Nicht nur zu Beginn eines Spiels, sondern auch dann, wenn man einen Stich gemacht hat, muss oder darf man nachher ausspielen. Mit der Hand voller Trumpf- oder Bockkarten kann man dabei fast nichts falsch machen. Aber häufig kommt es anders, als man es gerne hätte, und gute Ideen und Gedanken sind gefragt. In solchen Augenblicken wird dann deutlich, dass Jassen auch ein gutes Hirntraining ist. Denn es ist immer hilfreich, wenn man den Verlauf des Spiels einigermassen im Kopf hat. Dass man zum Beispiel weiss, welche Trümpfe oder Karten bereits gegangen sind. Dass man weiss, welche Farbe der Partner und die Gegner verworfen haben. Und dass man weiss, welche Farbe der Partner oder die Gegner gerne hätten. Das alles kann man jedoch nur wissen, wenn man vorher auch gut beobachtet hat. Denn mit den Karten, die man ausspielt, kann man ohne Worte und ohne das Spiel zu verraten einander mitteilen, wo man stark und wo man schwach ist. Geübten Spielern und Spielerinnen gelingt es so manchmal, auch mit schlechten Karten gut über die Runden zu kommen. Vor fast 2000 Jahren schrieb Plinius: «Leben heisst beobachten.» Und das gilt ganz besonders fürs Jassen. Denn «Jassen heisst beobachten».

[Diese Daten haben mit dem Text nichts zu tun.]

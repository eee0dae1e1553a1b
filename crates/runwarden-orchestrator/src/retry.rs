//! Retry policy: decides backoff delays.

use std::time::Duration;

use chrono::{DateTime, Utc};

use crate::config::{chrono_duration, RetryConfig};

/// Exponential backoff bounded by `max_delay`.
#[derive(Debug, Clone)]
pub struct RetryPolicy {
    /// Retryable failures tolerated before giving up.
    pub max_attempts: u32,

    /// Delay after the first failure.
    pub base_delay: Duration,

    /// Upper bound for any delay.
    pub max_delay: Duration,
}

impl RetryPolicy {
    /// Create a policy from configuration.
    pub fn from_config(config: &RetryConfig) -> Self {
        Self {
            max_attempts: config.max_attempts,
            base_delay: config.base_delay,
            max_delay: config.max_delay,
        }
    }

    /// Delay before retrying after the `failure_count`-th failure (1-indexed).
    ///
    /// `min(base_delay * 2^(failure_count - 1), max_delay)`.
    pub fn delay(&self, failure_count: u32) -> Duration {
        let exponent = failure_count.saturating_sub(1).min(31);
        self.base_delay
            .checked_mul(1u32 << exponent)
            .unwrap_or(self.max_delay)
            .min(self.max_delay)
    }

    /// When to retry after the `failure_count`-th failure, or `None` when the
    /// policy is exhausted.
    pub fn next_retry_at(&self, failure_count: u32, now: DateTime<Utc>) -> Option<DateTime<Utc>> {
        if failure_count > self.max_attempts {
            return None;
        }
        now.checked_add_signed(chrono_duration(self.delay(failure_count)))
    }
}

impl Default for RetryPolicy {
    fn default() -> Self {
        Self::from_config(&RetryConfig::default())
    }
}
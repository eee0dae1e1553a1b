//! In-memory store.
//!
//! Each table group sits behind its own `RwLock`. No method holds more than
//! one lock at a time and no lock is held across an `.await` on anything else,
//! so conditional updates are the only coordination between writers.

use std::collections::{BTreeMap, HashMap, HashSet};

use async_trait::async_trait;
use chrono::{DateTime, Utc};
use tokio::sync::RwLock;

use runwarden_core::{
    Alert, AlertId, AlertSourceId, AlertStatus, EventRecord, ProjectId, RunId, RunLog,
    RunStatus, RunTransition, Task, TaskDependency, TaskId, TaskRun,
};

use super::{check_version, Store, StoreError};

#[derive(Default)]
struct TaskTables {
    tasks: HashMap<TaskId, Task>,
    dependencies: HashSet<TaskDependency>,
}

#[derive(Default)]
struct RunTables {
    runs: HashMap<RunId, TaskRun>,
    by_key: HashMap<String, RunId>,
    transitions: HashMap<RunId, Vec<RunTransition>>,
    logs: HashMap<RunId, Vec<RunLog>>,
}

/// In-memory [`Store`] implementation.
#[derive(Default)]
pub struct InMemoryStore {
    tasks: RwLock<TaskTables>,
    runs: RwLock<RunTables>,
    events: RwLock<Vec<EventRecord>>,
    alerts: RwLock<HashMap<AlertId, Alert>>,
}

impl InMemoryStore {
    /// Create an empty store.
    pub fn new() -> Self {
        Self::default()
    }

    /// Get the number of stored tasks.
    pub async fn task_count(&self) -> usize {
        self.tasks.read().await.tasks.len()
    }

    /// Get the number of stored runs.
    pub async fn run_count(&self) -> usize {
        self.runs.read().await.runs.len()
    }
}

fn terminal_order_key(run: &TaskRun) -> DateTime<Utc> {
    run.ended_at.unwrap_or(run.updated_at)
}

#[async_trait]
impl Store for InMemoryStore {
    async fn insert_task(&self, task: Task) -> Result<Task, StoreError> {
        let mut tables = self.tasks.write().await;
        if tables.tasks.contains_key(&task.id) {
            return Err(StoreError::Constraint(format!(
                "task {} already exists",
                task.id
            )));
        }
        tables.tasks.insert(task.id.clone(), task.clone());
        Ok(task)
    }

    async fn get_task(&self, id: &TaskId) -> Result<Option<Task>, StoreError> {
        Ok(self.tasks.read().await.tasks.get(id).cloned())
    }

    async fn list_tasks(&self, project_id: &ProjectId) -> Result<Vec<Task>, StoreError> {
        let tables = self.tasks.read().await;
        let mut tasks: Vec<Task> = tables
            .tasks
            .values()
            .filter(|t| &t.project_id == project_id)
            .cloned()
            .collect();
        tasks.sort_by(|a, b| a.id.cmp(&b.id));
        Ok(tasks)
    }

    async fn update_task(&self, mut task: Task, expected_version: u64) -> Result<Task, StoreError> {
        let mut tables = self.tasks.write().await;
        let stored = tables
            .tasks
            .get_mut(&task.id)
            .ok_or_else(|| StoreError::task_not_found(&task.id))?;
        check_version("task", task.id.as_str(), expected_version, stored.version)?;

        task.version = expected_version + 1;
        *stored = task.clone();
        Ok(task)
    }

    async fn delete_task(&self, id: &TaskId, expected_version: u64) -> Result<Task, StoreError> {
        let mut tables = self.tasks.write().await;
        let stored = tables
            .tasks
            .get(id)
            .ok_or_else(|| StoreError::task_not_found(id))?;
        check_version("task", id.as_str(), expected_version, stored.version)?;

        tables.dependencies.retain(|d| &d.task_id != id);
        tables
            .tasks
            .remove(id)
            .ok_or_else(|| StoreError::task_not_found(id))
    }

    async fn list_children(&self, id: &TaskId) -> Result<Vec<TaskId>, StoreError> {
        let tables = self.tasks.read().await;
        let mut children: Vec<TaskId> = tables
            .tasks
            .values()
            .filter(|t| t.parent_task_id.as_ref() == Some(id))
            .map(|t| t.id.clone())
            .collect();
        children.sort();
        Ok(children)
    }

    async fn insert_dependency(&self, dependency: TaskDependency) -> Result<(), StoreError> {
        let mut tables = self.tasks.write().await;
        for id in [&dependency.task_id, &dependency.depends_on] {
            if !tables.tasks.contains_key(id) {
                return Err(StoreError::task_not_found(id));
            }
        }
        if !tables.dependencies.insert(dependency.clone()) {
            return Err(StoreError::Constraint(format!(
                "dependency {} -> {} already exists",
                dependency.task_id, dependency.depends_on
            )));
        }
        Ok(())
    }

    async fn list_dependencies(&self, id: &TaskId) -> Result<Vec<TaskId>, StoreError> {
        let tables = self.tasks.read().await;
        let mut deps: Vec<TaskId> = tables
            .dependencies
            .iter()
            .filter(|d| &d.task_id == id)
            .map(|d| d.depends_on.clone())
            .collect();
        deps.sort();
        Ok(deps)
    }

    async fn list_dependents(&self, id: &TaskId) -> Result<Vec<TaskId>, StoreError> {
        let tables = self.tasks.read().await;
        let mut dependents: Vec<TaskId> = tables
            .dependencies
            .iter()
            .filter(|d| &d.depends_on == id)
            .map(|d| d.task_id.clone())
            .collect();
        dependents.sort();
        Ok(dependents)
    }

    async fn insert_run(&self, run: TaskRun) -> Result<TaskRun, StoreError> {
        let mut tables = self.runs.write().await;
        if tables.by_key.contains_key(&run.idempotency_key) {
            return Err(StoreError::DuplicateIdempotencyKey(
                run.idempotency_key.clone(),
            ));
        }
        if tables.runs.contains_key(&run.id) {
            return Err(StoreError::Constraint(format!("run {} already exists", run.id)));
        }
        // Attempts only grow per task.
        if tables
            .runs
            .values()
            .any(|r| r.task_id == run.task_id && r.attempt >= run.attempt)
        {
            return Err(StoreError::Constraint(format!(
                "task {} already has attempt {} or later",
                run.task_id, run.attempt
            )));
        }
        tables
            .by_key
            .insert(run.idempotency_key.clone(), run.id.clone());
        tables.runs.insert(run.id.clone(), run.clone());
        Ok(run)
    }

    async fn get_run(&self, id: &RunId) -> Result<Option<TaskRun>, StoreError> {
        Ok(self.runs.read().await.runs.get(id).cloned())
    }

    async fn get_run_by_key(&self, idempotency_key: &str) -> Result<Option<TaskRun>, StoreError> {
        let tables = self.runs.read().await;
        Ok(tables
            .by_key
            .get(idempotency_key)
            .and_then(|id| tables.runs.get(id))
            .cloned())
    }

    async fn max_attempt(&self, task_id: &TaskId) -> Result<u32, StoreError> {
        let tables = self.runs.read().await;
        Ok(tables
            .runs
            .values()
            .filter(|r| &r.task_id == task_id)
            .map(|r| r.attempt)
            .max()
            .unwrap_or(0))
    }

    async fn update_run(
        &self,
        mut run: TaskRun,
        expected_version: u64,
        actor: &str,
    ) -> Result<TaskRun, StoreError> {
        let mut tables = self.runs.write().await;
        let stored = tables
            .runs
            .get_mut(&run.id)
            .ok_or_else(|| StoreError::run_not_found(&run.id))?;
        check_version("run", run.id.as_str(), expected_version, stored.version)?;
        if stored.idempotency_key != run.idempotency_key || stored.task_id != run.task_id {
            return Err(StoreError::Constraint(format!(
                "run {} idempotency_key and task_id are immutable",
                run.id
            )));
        }

        let previous = stored.status;
        run.version = expected_version + 1;
        *stored = run.clone();

        if previous != run.status {
            tables
                .transitions
                .entry(run.id.clone())
                .or_default()
                .push(RunTransition {
                    run_id: run.id.clone(),
                    from: previous,
                    to: run.status,
                    actor: actor.to_string(),
                    error_code: run.error_code.clone(),
                    at: run.updated_at,
                });
        }
        Ok(run)
    }

    async fn list_runs_by_status(
        &self,
        status: RunStatus,
        limit: usize,
    ) -> Result<Vec<TaskRun>, StoreError> {
        let tables = self.runs.read().await;
        let mut runs: Vec<TaskRun> = tables
            .runs
            .values()
            .filter(|r| r.status == status)
            .cloned()
            .collect();
        runs.sort_by(|a, b| a.updated_at.cmp(&b.updated_at).then_with(|| a.id.cmp(&b.id)));
        runs.truncate(limit);
        Ok(runs)
    }

    async fn list_due_retries(
        &self,
        due_before: DateTime<Utc>,
        limit: usize,
    ) -> Result<Vec<TaskRun>, StoreError> {
        let tables = self.runs.read().await;
        let mut runs: Vec<TaskRun> = tables
            .runs
            .values()
            .filter(|r| r.status == RunStatus::RetryScheduled)
            .filter(|r| r.next_retry_at.is_some_and(|at| at <= due_before))
            .cloned()
            .collect();
        runs.sort_by(|a, b| {
            a.next_retry_at
                .cmp(&b.next_retry_at)
                .then_with(|| a.id.cmp(&b.id))
        });
        runs.truncate(limit);
        Ok(runs)
    }

    async fn list_runs_for_task(&self, task_id: &TaskId) -> Result<Vec<TaskRun>, StoreError> {
        let tables = self.runs.read().await;
        let mut runs: Vec<TaskRun> = tables
            .runs
            .values()
            .filter(|r| &r.task_id == task_id)
            .cloned()
            .collect();
        runs.sort_by(|a, b| b.attempt.cmp(&a.attempt));
        Ok(runs)
    }

    async fn recent_terminal_runs(
        &self,
        window: usize,
    ) -> Result<Vec<(TaskId, Vec<TaskRun>)>, StoreError> {
        let tables = self.runs.read().await;
        let mut by_task: BTreeMap<TaskId, Vec<TaskRun>> = BTreeMap::new();
        for run in tables.runs.values().filter(|r| r.status.is_terminal()) {
            by_task.entry(run.task_id.clone()).or_default().push(run.clone());
        }
        Ok(by_task
            .into_iter()
            .map(|(task_id, mut runs)| {
                runs.sort_by(|a, b| {
                    terminal_order_key(b)
                        .cmp(&terminal_order_key(a))
                        .then_with(|| b.attempt.cmp(&a.attempt))
                });
                runs.truncate(window);
                (task_id, runs)
            })
            .collect())
    }

    async fn list_run_transitions(
        &self,
        run_id: &RunId,
    ) -> Result<Vec<RunTransition>, StoreError> {
        Ok(self
            .runs
            .read()
            .await
            .transitions
            .get(run_id)
            .cloned()
            .unwrap_or_default())
    }

    async fn append_run_log(&self, log: RunLog) -> Result<(), StoreError> {
        let mut tables = self.runs.write().await;
        if !tables.runs.contains_key(&log.run_id) {
            return Err(StoreError::run_not_found(&log.run_id));
        }
        tables.logs.entry(log.run_id.clone()).or_default().push(log);
        Ok(())
    }

    async fn recent_run_logs(
        &self,
        run_id: &RunId,
        limit: usize,
    ) -> Result<Vec<RunLog>, StoreError> {
        let tables = self.runs.read().await;
        let logs = tables.logs.get(run_id).map(Vec::as_slice).unwrap_or(&[]);
        let start = logs.len().saturating_sub(limit);
        Ok(logs[start..].to_vec())
    }

    async fn append_event(&self, event: EventRecord) -> Result<(), StoreError> {
        self.events.write().await.push(event);
        Ok(())
    }

    async fn list_events(&self, project_id: &ProjectId) -> Result<Vec<EventRecord>, StoreError> {
        Ok(self
            .events
            .read()
            .await
            .iter()
            .filter(|e| &e.project_id == project_id)
            .cloned()
            .collect())
    }

    async fn insert_alert(&self, alert: Alert) -> Result<Alert, StoreError> {
        let mut alerts = self.alerts.write().await;
        if alerts
            .values()
            .any(|a| a.is_open() && a.source_id == alert.source_id)
        {
            return Err(StoreError::DuplicateAlert(alert.source_id.to_string()));
        }
        alerts.insert(alert.id.clone(), alert.clone());
        Ok(alert)
    }

    async fn find_open_alert(
        &self,
        source_id: &AlertSourceId,
    ) -> Result<Option<Alert>, StoreError> {
        Ok(self
            .alerts
            .read()
            .await
            .values()
            .find(|a| a.is_open() && &a.source_id == source_id)
            .cloned())
    }

    async fn list_open_alerts(&self) -> Result<Vec<Alert>, StoreError> {
        let mut open: Vec<Alert> = self
            .alerts
            .read()
            .await
            .values()
            .filter(|a| a.is_open())
            .cloned()
            .collect();
        open.sort_by(|a, b| a.created_at.cmp(&b.created_at).then_with(|| a.id.cmp(&b.id)));
        Ok(open)
    }

    async fn resolve_alert(
        &self,
        id: &AlertId,
        at: DateTime<Utc>,
    ) -> Result<Option<Alert>, StoreError> {
        let mut alerts = self.alerts.write().await;
        match alerts.get_mut(id) {
            Some(alert) if alert.is_open() => {
                alert.status = AlertStatus::Resolved;
                alert.resolved_at = Some(at);
                Ok(Some(alert.clone()))
            }
            _ => Ok(None),
        }
    }
}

Beobachten und wissen, was gegangen ist, genügen aber nicht immer. Um Jass-Strategien zu entwerfen und umzusetzen, braucht es auch noch das Denken. Wer den Verlauf des Spiels gut im Kopf behalten kann, wird erst ein guter Jasser, wenn er seine Beobachtungen geschickt umsetzen kann.

Für den flüssigen Verlauf eines Spiels ist es nötig, dass möglichst alle den Spielverlauf einigermassen im Kopf haben. So muss nicht jeder Mitspielende vor dem Ausspielen immer wieder lange werweissen, welche Karte er oder sie ausspielen sollte. Denn wenn vor dem Ausspielen zu lange hin und her überlegt werden muss, kann es passieren, dass plötzlich jemand zu einem Stich ausspielt, ohne an der Reihe zu sein. Und weil die irrtümlich ausgespielte Karte wieder zurückgenommen werden muss, verliert sie den Stechwert – nicht aber den Zählwert. Oder wenn vor dem Ausspielen einer Karte zu lange hin und her studiert wird, kann es passieren, dass jemand die Geduld verliert und vorspielt. Und wer vorspielt und eine Karte zu früh auf den Tisch legt, bevor der links von ihm sitzenden Spieler seine Karte gegeben hat, darf die zu früh gespielte Karte dann nicht mehr zurücknehmen. Es ist wie bei Worten, die man zu schnell und unüberlegt gesagt hat. Man kann auch Worte nicht mehr zurücknehmen und so tun, als hätte man nichts gesagt.

Immer, wenn einzelne Mitspielende länger nachdenken müssen als andere, ist Jassen also nicht nur Hirntraining, sondern auch ein Geduldssport. Oder immerhin eine gute Gelegenheit, Geduld zu üben. Und solche Gelegenheiten sollte man eigentlich gut nutzen. Denn wer beim Jassen die Geduld nicht verliert, dem gelingt auch sonst manches im Leben.